Power Out: Scene of the Crash

Our Own Gold

The water practically glows with reflected light. The buildings tower over the scene. The long exposure captures the trails of aircraft in the night sky. San Francisco’s waterfront along the Embarcadero may not have the most enormous and prestigious structures, but nights like this make that irrelevant. The scene makes “enigmatic” and “cyberpunky” into something almost friendly. (Or at least inviting.)

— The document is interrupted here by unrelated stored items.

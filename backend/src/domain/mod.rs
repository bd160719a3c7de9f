//! Inventory domain: typed rows, account rules and commit pipelines.
//!
//! Purpose: keep every rule about account uniqueness, cascading renames and
//! dirty propagation independent of storage. Adapters reach the domain only
//! through the [`ports::InventoryStore`] trait.
//!
//! Public surface:
//! - [`ChangeCommitCoordinator`]: validate -> rename -> persist -> propagate.
//! - [`CascadingRenameEngine`], [`DirtyPropagator`]: the stages it drives.
//! - [`AccountSet`], [`NamingRules`]: value types shared with adapters.
//! - [`CommitError`] / [`ErrorCode`]: failure reporting.

pub mod accounts;
pub mod commit;
pub mod cpu_locks;
pub mod dirty;
pub mod error;
pub mod inventory;
pub mod naming_rules;
pub mod ports;
pub mod rename;
pub mod uniqueness;

pub use self::accounts::AccountSet;
pub use self::commit::{
    ChangeCommitCoordinator, MembershipOutcome, RoleEditOutcome, RoleEditRequest, SaveOutcome,
};
pub use self::cpu_locks::CpuLocks;
pub use self::dirty::{DirtyMarks, DirtyPropagator, PropagationFailed};
pub use self::error::{CommitError, ErrorCode};
pub use self::inventory::{
    Cpu, CpuAssignment, CpuAssignmentParseError, CpuId, EdgeFile, EdgeFileId, Role, RoleId,
    ThreadAssignment, ThreadAssignmentId, UNASSIGNED_CPU_TOKEN,
};
pub use self::naming_rules::{NamingRule, NamingRules, NamingRulesError, RoleResolver};
pub use self::rename::{
    AccountCountMismatch, AppliedRename, CascadingRenameEngine, JournalEntry, Rename,
    RenameJournal, RenamePlan, RenameReport, compute_renames, edge_file_suffix,
};
pub use self::uniqueness::{AccountConflict, Candidate, ConflictingRole, find_conflicts};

High atop it all is that fascinating golden penthouse structure. The visual similarity to a treasure chest must be more than coincidence.

Our Own Gold

Bokeh Bus

The bus is inherently uncomfortable: the seats are too hard, the surfaces feel like too many other people have touched them, and the other passengers come with a side of freaky west coast aggression. All of that misery is forgotten late at night; an empty bus ferrying me home is such a calm respite from the sodium-lamp misery of the outside world.

Bokeh Bus

Lights in the Canyon

San Francisco features this incredibly rapid transition from enormous, modernist towers to older, mostly wooden structures. This transition seems to be located, at least partially, along the divides between the flat portions of the city and the truly, insanely steep bits. Today’s photograph shows the full gradient between the two zones. I particularly like the two tiny figures, sitting on the steps, in the bottom right corner of the image. This tiny detail provides a little bit of a human element to an otherwise dehumanizing scale. They seem to be silent observers, casually taking in the flow of traffic as the sun’s last photons scatter through the atmosphere.

Lights in the Canyon

Almost Rivendell

UBC’s Green College (shown here from another angle) is almost 100 years old, but when you’re inside it, the passage of time seems to stop. The heavy, wooden columns and beams seem to have been there forever. The trees are enormous, and enigmatic towers and cottages dot the interior, like the buildings of some alternate-reality castle.